* [Instructions for the task]: After reading the data below, copy out every line that contains the word "Handles".
____
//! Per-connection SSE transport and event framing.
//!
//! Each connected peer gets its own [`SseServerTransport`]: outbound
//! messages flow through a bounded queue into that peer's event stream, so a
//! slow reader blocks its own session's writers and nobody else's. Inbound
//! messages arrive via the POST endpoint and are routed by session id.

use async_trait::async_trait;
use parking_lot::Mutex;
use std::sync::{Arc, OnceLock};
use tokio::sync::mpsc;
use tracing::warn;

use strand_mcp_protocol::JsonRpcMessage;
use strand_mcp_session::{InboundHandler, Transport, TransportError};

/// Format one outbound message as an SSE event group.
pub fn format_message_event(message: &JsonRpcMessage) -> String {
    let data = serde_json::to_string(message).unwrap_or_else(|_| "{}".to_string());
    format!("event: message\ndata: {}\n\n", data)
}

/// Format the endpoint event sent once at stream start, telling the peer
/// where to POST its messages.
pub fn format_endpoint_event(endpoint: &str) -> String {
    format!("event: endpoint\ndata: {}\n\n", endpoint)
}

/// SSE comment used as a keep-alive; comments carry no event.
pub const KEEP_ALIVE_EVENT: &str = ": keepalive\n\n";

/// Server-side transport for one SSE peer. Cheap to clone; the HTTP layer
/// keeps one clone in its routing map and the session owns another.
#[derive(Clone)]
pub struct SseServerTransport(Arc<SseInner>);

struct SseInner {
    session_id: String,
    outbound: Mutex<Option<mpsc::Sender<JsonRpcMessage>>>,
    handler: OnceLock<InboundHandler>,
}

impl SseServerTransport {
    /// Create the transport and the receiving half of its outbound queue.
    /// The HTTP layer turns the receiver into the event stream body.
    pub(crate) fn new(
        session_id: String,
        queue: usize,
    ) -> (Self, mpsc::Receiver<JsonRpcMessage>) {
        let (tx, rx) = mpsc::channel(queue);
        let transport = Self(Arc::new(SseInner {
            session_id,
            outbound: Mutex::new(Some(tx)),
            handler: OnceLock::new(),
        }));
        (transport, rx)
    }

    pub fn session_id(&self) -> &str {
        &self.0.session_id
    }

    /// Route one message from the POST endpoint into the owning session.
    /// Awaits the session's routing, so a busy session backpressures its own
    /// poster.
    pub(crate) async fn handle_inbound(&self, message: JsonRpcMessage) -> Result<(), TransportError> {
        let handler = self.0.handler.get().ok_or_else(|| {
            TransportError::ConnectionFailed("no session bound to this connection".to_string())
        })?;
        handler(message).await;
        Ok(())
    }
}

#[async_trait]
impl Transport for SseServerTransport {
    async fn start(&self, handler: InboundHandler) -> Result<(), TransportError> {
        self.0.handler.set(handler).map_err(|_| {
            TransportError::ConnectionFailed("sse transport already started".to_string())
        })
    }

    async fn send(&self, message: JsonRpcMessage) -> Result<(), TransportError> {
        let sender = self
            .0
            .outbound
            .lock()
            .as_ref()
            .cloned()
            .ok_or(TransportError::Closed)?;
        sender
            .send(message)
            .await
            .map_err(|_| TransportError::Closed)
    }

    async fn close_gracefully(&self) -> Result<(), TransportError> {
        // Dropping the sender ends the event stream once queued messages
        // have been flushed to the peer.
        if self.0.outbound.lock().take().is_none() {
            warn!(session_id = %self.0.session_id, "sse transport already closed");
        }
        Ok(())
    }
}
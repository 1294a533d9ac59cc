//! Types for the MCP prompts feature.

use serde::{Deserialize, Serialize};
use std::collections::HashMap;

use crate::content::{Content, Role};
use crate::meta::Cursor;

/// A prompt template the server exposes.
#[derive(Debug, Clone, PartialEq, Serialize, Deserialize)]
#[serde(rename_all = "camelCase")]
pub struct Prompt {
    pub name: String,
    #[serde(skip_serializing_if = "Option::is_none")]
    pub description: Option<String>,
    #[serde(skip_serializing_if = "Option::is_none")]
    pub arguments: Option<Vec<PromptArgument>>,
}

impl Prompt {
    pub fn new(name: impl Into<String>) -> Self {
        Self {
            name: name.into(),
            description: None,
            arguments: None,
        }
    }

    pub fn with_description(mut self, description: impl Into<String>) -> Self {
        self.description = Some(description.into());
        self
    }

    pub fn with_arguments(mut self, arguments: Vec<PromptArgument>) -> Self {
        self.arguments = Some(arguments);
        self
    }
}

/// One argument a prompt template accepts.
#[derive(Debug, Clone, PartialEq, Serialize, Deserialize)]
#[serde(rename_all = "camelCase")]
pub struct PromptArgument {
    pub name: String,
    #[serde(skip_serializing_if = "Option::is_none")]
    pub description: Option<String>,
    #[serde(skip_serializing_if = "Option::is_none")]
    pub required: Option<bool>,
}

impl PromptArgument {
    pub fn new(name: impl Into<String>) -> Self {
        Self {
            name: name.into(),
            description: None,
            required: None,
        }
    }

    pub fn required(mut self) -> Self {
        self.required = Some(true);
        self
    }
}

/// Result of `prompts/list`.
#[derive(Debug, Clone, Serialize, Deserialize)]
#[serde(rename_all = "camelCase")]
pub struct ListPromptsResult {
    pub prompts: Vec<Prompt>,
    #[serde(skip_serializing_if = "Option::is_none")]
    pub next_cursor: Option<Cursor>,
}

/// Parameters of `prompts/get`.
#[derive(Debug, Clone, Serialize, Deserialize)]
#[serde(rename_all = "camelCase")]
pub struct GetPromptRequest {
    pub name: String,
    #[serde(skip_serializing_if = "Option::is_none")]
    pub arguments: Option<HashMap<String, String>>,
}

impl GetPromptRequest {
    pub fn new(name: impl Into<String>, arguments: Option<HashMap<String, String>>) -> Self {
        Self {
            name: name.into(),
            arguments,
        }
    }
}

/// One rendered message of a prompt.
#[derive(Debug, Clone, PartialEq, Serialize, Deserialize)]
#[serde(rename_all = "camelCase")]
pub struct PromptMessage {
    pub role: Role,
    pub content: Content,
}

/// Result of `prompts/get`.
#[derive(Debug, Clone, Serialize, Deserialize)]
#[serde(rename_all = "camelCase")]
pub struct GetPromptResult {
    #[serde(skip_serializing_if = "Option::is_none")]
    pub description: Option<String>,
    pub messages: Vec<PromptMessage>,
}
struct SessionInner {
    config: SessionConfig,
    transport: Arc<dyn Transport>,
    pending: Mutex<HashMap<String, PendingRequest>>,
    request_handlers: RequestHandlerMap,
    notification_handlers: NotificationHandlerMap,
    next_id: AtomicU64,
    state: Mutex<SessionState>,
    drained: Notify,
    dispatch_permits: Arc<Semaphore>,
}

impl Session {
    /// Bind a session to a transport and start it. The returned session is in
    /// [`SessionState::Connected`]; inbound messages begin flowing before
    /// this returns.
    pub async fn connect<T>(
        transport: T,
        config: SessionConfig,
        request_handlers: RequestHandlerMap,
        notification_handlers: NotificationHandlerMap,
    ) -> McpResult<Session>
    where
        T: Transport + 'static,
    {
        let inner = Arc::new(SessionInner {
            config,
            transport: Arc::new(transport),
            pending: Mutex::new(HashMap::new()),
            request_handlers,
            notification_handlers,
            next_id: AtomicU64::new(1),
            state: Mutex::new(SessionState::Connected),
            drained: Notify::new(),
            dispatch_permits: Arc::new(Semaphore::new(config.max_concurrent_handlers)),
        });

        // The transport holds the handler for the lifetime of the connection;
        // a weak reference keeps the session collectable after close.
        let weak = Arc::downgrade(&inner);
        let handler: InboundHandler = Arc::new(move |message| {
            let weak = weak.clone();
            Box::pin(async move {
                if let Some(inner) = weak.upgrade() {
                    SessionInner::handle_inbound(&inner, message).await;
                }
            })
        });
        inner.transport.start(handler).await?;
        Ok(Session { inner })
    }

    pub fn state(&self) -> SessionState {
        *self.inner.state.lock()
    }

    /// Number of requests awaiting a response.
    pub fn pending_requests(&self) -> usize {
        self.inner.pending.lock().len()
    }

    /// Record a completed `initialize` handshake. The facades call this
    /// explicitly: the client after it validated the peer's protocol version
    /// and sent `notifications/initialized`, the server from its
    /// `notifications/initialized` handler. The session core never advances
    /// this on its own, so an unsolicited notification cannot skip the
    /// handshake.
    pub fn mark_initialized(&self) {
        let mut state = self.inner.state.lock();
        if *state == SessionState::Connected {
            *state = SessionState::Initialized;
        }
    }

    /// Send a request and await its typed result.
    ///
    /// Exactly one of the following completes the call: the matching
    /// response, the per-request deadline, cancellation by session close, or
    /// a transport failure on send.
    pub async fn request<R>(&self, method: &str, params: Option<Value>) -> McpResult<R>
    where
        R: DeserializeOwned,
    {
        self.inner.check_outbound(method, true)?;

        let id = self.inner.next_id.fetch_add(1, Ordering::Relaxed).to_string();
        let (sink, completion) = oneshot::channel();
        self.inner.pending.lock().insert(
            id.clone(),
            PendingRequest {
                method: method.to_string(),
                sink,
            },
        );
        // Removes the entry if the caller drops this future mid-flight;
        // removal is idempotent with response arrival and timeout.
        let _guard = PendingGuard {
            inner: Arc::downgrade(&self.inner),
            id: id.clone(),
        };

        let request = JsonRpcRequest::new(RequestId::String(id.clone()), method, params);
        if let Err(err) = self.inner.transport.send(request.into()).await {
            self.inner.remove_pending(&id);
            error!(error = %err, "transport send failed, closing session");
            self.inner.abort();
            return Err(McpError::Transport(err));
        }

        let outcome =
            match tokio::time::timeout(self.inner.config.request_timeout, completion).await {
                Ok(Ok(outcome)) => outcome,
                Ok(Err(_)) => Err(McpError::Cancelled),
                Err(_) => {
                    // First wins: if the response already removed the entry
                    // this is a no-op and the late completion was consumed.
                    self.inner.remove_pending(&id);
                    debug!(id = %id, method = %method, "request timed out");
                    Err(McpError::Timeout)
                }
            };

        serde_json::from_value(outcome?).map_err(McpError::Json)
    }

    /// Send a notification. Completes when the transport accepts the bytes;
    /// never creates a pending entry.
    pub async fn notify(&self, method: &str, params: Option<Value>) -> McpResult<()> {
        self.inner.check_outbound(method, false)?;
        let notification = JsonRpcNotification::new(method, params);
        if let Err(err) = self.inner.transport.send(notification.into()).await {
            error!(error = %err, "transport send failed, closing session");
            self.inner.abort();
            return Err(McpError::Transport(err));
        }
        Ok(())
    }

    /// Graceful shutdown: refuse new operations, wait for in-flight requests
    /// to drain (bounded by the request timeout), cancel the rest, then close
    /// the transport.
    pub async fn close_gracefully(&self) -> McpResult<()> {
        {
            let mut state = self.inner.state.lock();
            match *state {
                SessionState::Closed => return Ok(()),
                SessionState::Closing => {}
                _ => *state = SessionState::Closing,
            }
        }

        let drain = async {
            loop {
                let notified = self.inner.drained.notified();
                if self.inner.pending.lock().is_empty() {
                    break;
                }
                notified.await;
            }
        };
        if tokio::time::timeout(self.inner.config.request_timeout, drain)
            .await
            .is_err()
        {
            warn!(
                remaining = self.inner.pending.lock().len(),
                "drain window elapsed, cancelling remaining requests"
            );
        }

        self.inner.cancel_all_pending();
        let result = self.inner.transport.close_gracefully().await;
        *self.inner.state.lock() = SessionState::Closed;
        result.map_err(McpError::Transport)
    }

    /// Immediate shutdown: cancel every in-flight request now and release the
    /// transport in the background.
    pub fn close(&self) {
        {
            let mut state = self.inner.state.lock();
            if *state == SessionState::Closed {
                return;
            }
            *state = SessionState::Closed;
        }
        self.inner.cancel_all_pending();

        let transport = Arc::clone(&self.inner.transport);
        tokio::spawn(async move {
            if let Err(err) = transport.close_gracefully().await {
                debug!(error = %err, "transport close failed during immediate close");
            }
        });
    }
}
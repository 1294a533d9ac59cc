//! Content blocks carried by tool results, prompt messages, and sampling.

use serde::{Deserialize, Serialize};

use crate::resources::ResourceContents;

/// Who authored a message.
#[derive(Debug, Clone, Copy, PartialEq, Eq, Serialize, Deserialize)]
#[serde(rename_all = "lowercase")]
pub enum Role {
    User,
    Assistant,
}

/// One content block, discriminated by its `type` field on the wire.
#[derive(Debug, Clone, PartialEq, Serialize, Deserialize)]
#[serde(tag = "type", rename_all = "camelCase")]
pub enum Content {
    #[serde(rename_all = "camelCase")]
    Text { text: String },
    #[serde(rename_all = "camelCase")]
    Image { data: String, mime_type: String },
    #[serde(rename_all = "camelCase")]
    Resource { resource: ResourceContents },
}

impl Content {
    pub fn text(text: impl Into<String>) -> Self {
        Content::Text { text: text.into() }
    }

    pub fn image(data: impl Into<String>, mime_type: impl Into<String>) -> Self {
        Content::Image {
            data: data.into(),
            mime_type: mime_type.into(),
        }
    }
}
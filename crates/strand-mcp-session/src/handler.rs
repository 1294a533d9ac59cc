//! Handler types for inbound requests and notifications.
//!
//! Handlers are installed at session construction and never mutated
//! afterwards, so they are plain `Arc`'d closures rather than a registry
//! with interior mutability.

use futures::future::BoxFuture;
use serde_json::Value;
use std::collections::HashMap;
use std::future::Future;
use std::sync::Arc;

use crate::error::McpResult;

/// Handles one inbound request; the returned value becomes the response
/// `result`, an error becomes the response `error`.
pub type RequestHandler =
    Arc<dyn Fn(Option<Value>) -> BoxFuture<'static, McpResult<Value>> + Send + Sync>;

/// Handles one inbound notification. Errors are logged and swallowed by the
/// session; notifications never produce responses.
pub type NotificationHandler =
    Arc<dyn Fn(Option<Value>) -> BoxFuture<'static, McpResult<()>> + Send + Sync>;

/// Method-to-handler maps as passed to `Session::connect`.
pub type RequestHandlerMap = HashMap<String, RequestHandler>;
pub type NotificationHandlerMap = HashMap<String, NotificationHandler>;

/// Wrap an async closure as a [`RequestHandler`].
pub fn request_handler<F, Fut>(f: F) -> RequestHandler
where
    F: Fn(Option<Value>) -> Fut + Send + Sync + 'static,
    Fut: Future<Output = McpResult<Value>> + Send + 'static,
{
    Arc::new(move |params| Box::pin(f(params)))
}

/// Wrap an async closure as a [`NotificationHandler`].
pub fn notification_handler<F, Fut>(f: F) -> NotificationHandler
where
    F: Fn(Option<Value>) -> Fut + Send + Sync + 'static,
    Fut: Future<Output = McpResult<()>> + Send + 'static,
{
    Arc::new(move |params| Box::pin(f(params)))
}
____
* [Reply]:
/// Handles one inbound request; the returned value becomes the response
/// Handles one inbound notification. Errors are logged and swallowed by the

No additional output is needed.